Would you restate, exactly as they appear, the lines from the one containing "left to do." through the end of the data below?

====== Extracted entries ======

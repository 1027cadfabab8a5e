//! Sequential task queue with observable state transitions.
//!
//! One run-loop drains queued tasks in arrival order, running a single task
//! to completion before looking for the next. The loop exits when nothing is
//! queued and is restarted by the next `submit` or `retry`.
//!
//! Listeners are called inline, in registration order, before the call that
//! caused the transition returns. They must not block. Every transition and
//! its event happen under one ordering lock, so listeners see transitions in
//! the order they were applied.

use futures::FutureExt;
use parking_lot::{Mutex, ReentrantMutex};
use serde::{Deserialize, Serialize};
use std::collections::HashMap;
use std::any::Any;
use std::panic::AssertUnwindSafe;
use std::sync::{Arc, Weak};
use tokio::runtime::Handle;
use tokio::sync::watch;
use tracing::{debug, error, info};

use crate::task::{Task, TaskAction, TaskId, TaskInfo, TaskStatus};
use veilvault_common::{Error, Result};

/// Kind of a task event.
#[derive(Debug, Clone, Copy, PartialEq, Eq, Serialize, Deserialize)]
pub enum TaskEventKind {
    #[serde(rename = "task-added")]
    Added,
    #[serde(rename = "task-status-changed")]
    StatusChanged,
    #[serde(rename = "task-progress-changed")]
    ProgressChanged,
    #[serde(rename = "task-removed")]
    Removed,
}

impl TaskEventKind {
    pub fn as_str(&self) -> &'static str {
        match self {
            TaskEventKind::Added => "task-added",
            TaskEventKind::StatusChanged => "task-status-changed",
            TaskEventKind::ProgressChanged => "task-progress-changed",
            TaskEventKind::Removed => "task-removed",
        }
    }
}

/// Observer of task events.
pub trait TaskListener: Send + Sync {
    fn on_event(&self, kind: TaskEventKind, task: &TaskInfo);
}

impl<F> TaskListener for F
where
    F: Fn(TaskEventKind, &TaskInfo) + Send + Sync,
{
    fn on_event(&self, kind: TaskEventKind, task: &TaskInfo) {
        self(kind, task)
    }
}

/// Handle returned by [`TaskQueue::subscribe`].
#[derive(Debug, Clone, Copy, PartialEq, Eq, Hash)]
pub struct ListenerId(u64);

/// Lets a running task report progress.
#[derive(Clone)]
pub struct ProgressReporter {
    id: TaskId,
    queue: Weak<QueueInner>,
}

impl ProgressReporter {
    pub fn task_id(&self) -> TaskId {
        self.id
    }

    /// Set progress (clamped to 100). Ignored once the queue is gone or the
    /// task has been removed.
    pub fn report(&self, progress: u8) {
        if let Some(queue) = self.queue.upgrade() {
            let _ = queue.set_progress(self.id, progress);
        }
    }
}

struct Entry {
    info: TaskInfo,
    action: TaskAction,
}

#[derive(Default)]
struct QueueState {
    tasks: HashMap<TaskId, Entry>,
    /// Arrival order.
    order: Vec<TaskId>,
    running: bool,
}

impl QueueState {
    fn get_mut(&mut self, id: TaskId) -> Result<&mut Entry> {
        self.tasks
            .get_mut(&id)
            .ok_or_else(|| Error::TaskNotFound(id.to_string()))
    }

    fn next_queued(&self) -> Option<TaskId> {
        self.order
            .iter()
            .copied()
            .find(|id| self.tasks.get(id).is_some_and(|e| e.info.status == TaskStatus::Queued))
    }
}

struct QueueInner {
    /// Held across a transition and its event. Taken before `state`, and
    /// reentrant so listeners may call back into the queue.
    transitions: ReentrantMutex<()>,
    state: Mutex<QueueState>,
    listeners: Mutex<Vec<(ListenerId, Arc<dyn TaskListener>)>>,
    next_listener: Mutex<u64>,
    idle: watch::Sender<bool>,
}

impl QueueInner {
    fn emit(&self, kind: TaskEventKind, task: &TaskInfo) {
        let listeners: Vec<_> = self
            .listeners
            .lock()
            .iter()
            .map(|(_, l)| Arc::clone(l))
            .collect();
        for listener in listeners {
            listener.on_event(kind, task);
        }
    }

    fn set_progress(&self, id: TaskId, progress: u8) -> Result<()> {
        let _ordered = self.transitions.lock();
        let snapshot = {
            let mut state = self.state.lock();
            let entry = state.get_mut(id)?;
            entry.info.progress = progress.min(100);
            entry.info.clone()
        };
        self.emit(TaskEventKind::ProgressChanged, &snapshot);
        Ok(())
    }

    /// Start the run-loop unless it is already running.
    fn ensure_running(self: &Arc<Self>, runtime: &Handle) {
        {
            let mut state = self.state.lock();
            if state.running || state.next_queued().is_none() {
                return;
            }
            state.running = true;
            self.idle.send_replace(false);
        }
        debug!("Task loop started");
        runtime.spawn(Arc::clone(self).run());
    }

    /// Mark the next queued task as processing and announce it. `None` once
    /// nothing is queued, with the loop marked idle.
    fn start_next(&self) -> Option<(TaskId, TaskAction)> {
        let _ordered = self.transitions.lock();
        let (id, action, started) = {
            let mut state = self.state.lock();
            let Some(id) = state.next_queued() else {
                state.running = false;
                self.idle.send_replace(true);
                return None;
            };
            // `next_queued` only yields ids present in `tasks`.
            let entry = state.get_mut(id).ok()?;
            entry.info.status = TaskStatus::Processing;
            (id, Arc::clone(&entry.action), entry.info.clone())
        };
        info!(task_id = %id, kind = ?started.kind, "Task started");
        self.emit(TaskEventKind::StatusChanged, &started);
        Some((id, action))
    }

    /// Record the outcome of a processing task and announce it.
    fn finish(&self, id: TaskId, outcome: Result<()>) {
        let _ordered = self.transitions.lock();
        let finished = {
            let mut state = self.state.lock();
            // Processing tasks cannot be deleted, so the entry is still here.
            let Some(entry) = state.tasks.get_mut(&id) else {
                return;
            };
            match &outcome {
                Ok(()) => {
                    entry.info.status = TaskStatus::Completed;
                    entry.info.progress = 100;
                }
                Err(e) => {
                    entry.info.status = TaskStatus::Failed;
                    entry.info.error = Some(e.to_string());
                }
            }
            entry.info.clone()
        };
        match &outcome {
            Ok(()) => info!(task_id = %id, "Task completed"),
            Err(e) => error!(task_id = %id, error = %e, "Task failed"),
        }
        self.emit(TaskEventKind::StatusChanged, &finished);
    }

    async fn run(self: Arc<Self>) {
        loop {
            let Some((id, action)) = self.start_next() else {
                debug!("Task loop idle");
                return;
            };

            let reporter = ProgressReporter {
                id,
                queue: Arc::downgrade(&self),
            };
            let outcome = match AssertUnwindSafe(action(reporter)).catch_unwind().await {
                Ok(result) => result,
                Err(payload) => Err(Error::TaskPanicked(panic_message(&*payload))),
            };
            self.finish(id, outcome);
        }
    }
}

fn panic_message(payload: &(dyn Any + Send)) -> String {
    if let Some(message) = payload.downcast_ref::<&str>() {
        message.to_string()
    } else if let Some(message) = payload.downcast_ref::<String>() {
        message.clone()
    } else {
        "unknown panic payload".to_string()
    }
}

/// Sequential task queue. Cheap to clone; clones share the same queue.
#[derive(Clone)]
pub struct TaskQueue {
    inner: Arc<QueueInner>,
}

impl TaskQueue {
    pub fn new() -> Self {
        let (idle, _) = watch::channel(true);
        Self {
            inner: Arc::new(QueueInner {
                transitions: ReentrantMutex::new(()),
                state: Mutex::new(QueueState::default()),
                listeners: Mutex::new(Vec::new()),
                next_listener: Mutex::new(0),
                idle,
            }),
        }
    }

    fn runtime() -> Result<Handle> {
        Handle::try_current()
            .map_err(|_| Error::InvalidInput("TaskQueue requires a tokio runtime".to_string()))
    }

    /// Add a task and start the run-loop if it is idle.
    ///
    /// # Errors
    /// - Called outside a tokio runtime
    pub fn submit(&self, task: Task) -> Result<TaskId> {
        let runtime = Self::runtime()?;
        let Task { info, action } = task;
        let id = info.id;
        let snapshot = info.clone();
        let _ordered = self.inner.transitions.lock();
        {
            let mut state = self.inner.state.lock();
            state.order.push(id);
            state.tasks.insert(id, Entry { info, action });
        }
        debug!(task_id = %id, label = %snapshot.label, "Task added");
        self.inner.emit(TaskEventKind::Added, &snapshot);
        self.inner.ensure_running(&runtime);
        Ok(id)
    }

    /// Cancel a queued task so that it never starts.
    ///
    /// # Errors
    /// - `TaskNotFound`
    /// - `TaskNotCancellable` unless the task is queued
    pub fn cancel(&self, id: TaskId) -> Result<()> {
        let _ordered = self.inner.transitions.lock();
        let snapshot = {
            let mut state = self.inner.state.lock();
            let entry = state.get_mut(id)?;
            if entry.info.status != TaskStatus::Queued {
                return Err(Error::TaskNotCancellable {
                    id: id.to_string(),
                    status: entry.info.status.to_string(),
                });
            }
            entry.info.status = TaskStatus::Cancelled;
            entry.info.clone()
        };
        info!(task_id = %id, "Task cancelled");
        self.inner.emit(TaskEventKind::StatusChanged, &snapshot);
        Ok(())
    }

    /// Queue a failed task again with its progress reset.
    ///
    /// # Errors
    /// - `TaskNotFound`
    /// - `TaskNotRetryable` unless the task failed
    /// - Called outside a tokio runtime
    pub fn retry(&self, id: TaskId) -> Result<()> {
        let runtime = Self::runtime()?;
        let _ordered = self.inner.transitions.lock();
        let snapshot = {
            let mut state = self.inner.state.lock();
            let entry = state.get_mut(id)?;
            if entry.info.status != TaskStatus::Failed {
                return Err(Error::TaskNotRetryable {
                    id: id.to_string(),
                    status: entry.info.status.to_string(),
                });
            }
            entry.info.status = TaskStatus::Queued;
            entry.info.progress = 0;
            entry.info.error = None;
            entry.info.clone()
        };
        info!(task_id = %id, "Task retried");
        self.inner.emit(TaskEventKind::StatusChanged, &snapshot);
        self.inner.ensure_running(&runtime);
        Ok(())
    }

    /// Remove a task from the queue.
    ///
    /// # Errors
    /// - `TaskNotFound`
    /// - `TaskNotDeletable` while the task is processing
    pub fn delete(&self, id: TaskId) -> Result<()> {
        let _ordered = self.inner.transitions.lock();
        let removed = {
            let mut state = self.inner.state.lock();
            let status = state.get_mut(id)?.info.status;
            if status == TaskStatus::Processing {
                return Err(Error::TaskNotDeletable {
                    id: id.to_string(),
                    status: status.to_string(),
                });
            }
            state.order.retain(|t| *t != id);
            state
                .tasks
                .remove(&id)
                .map(|entry| entry.info)
                .ok_or_else(|| Error::TaskNotFound(id.to_string()))?
        };
        debug!(task_id = %id, "Task removed");
        self.inner.emit(TaskEventKind::Removed, &removed);
        Ok(())
    }

    /// Update a task's progress (clamped to 100).
    pub fn set_progress(&self, id: TaskId, progress: u8) -> Result<()> {
        self.inner.set_progress(id, progress)
    }

    /// All tasks in arrival order.
    pub fn list_all(&self) -> Vec<TaskInfo> {
        let state = self.inner.state.lock();
        state
            .order
            .iter()
            .filter_map(|id| state.tasks.get(id).map(|e| e.info.clone()))
            .collect()
    }

    pub fn get(&self, id: TaskId) -> Option<TaskInfo> {
        self.inner.state.lock().tasks.get(&id).map(|e| e.info.clone())
    }

    /// Register a listener. Listeners are called in registration order.
    pub fn subscribe(&self, listener: Arc<dyn TaskListener>) -> ListenerId {
        let id = {
            let mut next = self.inner.next_listener.lock();
            *next += 1;
            ListenerId(*next)
        };
        self.inner.listeners.lock().push((id, listener));
        id
    }

    /// Remove a listener. Returns whether it was registered.
    pub fn unsubscribe(&self, id: ListenerId) -> bool {
        let mut listeners = self.inner.listeners.lock();
        let before = listeners.len();
        listeners.retain(|(l, _)| *l != id);
        listeners.len() != before
    }

    pub fn is_running(&self) -> bool {
        self.inner.state.lock().running
    }

    /// Wait until the run-loop has nothing left to do.
    pub async fn wait_idle(&self) {
        let mut idle = self.inner.idle.subscribe();
        // The sender lives as long as `self`, so this cannot fail.
        let _ = idle.wait_for(|idle| *idle).await;
    }
}

impl Default for TaskQueue {
    fn default() -> Self {
        Self::new()
    }
}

======

◆ Solution to this task ◆
    /// Wait until the run-loop has nothing left to do.
    pub async fn wait_idle(&self) {
        let mut idle = self.inner.idle.subscribe();
        // The sender lives as long as `self`, so this cannot fail.
        let _ = idle.wait_for(|idle| *idle).await;
    }
}

impl Default for TaskQueue {
    fn default() -> Self {
        Self::new()
    }
}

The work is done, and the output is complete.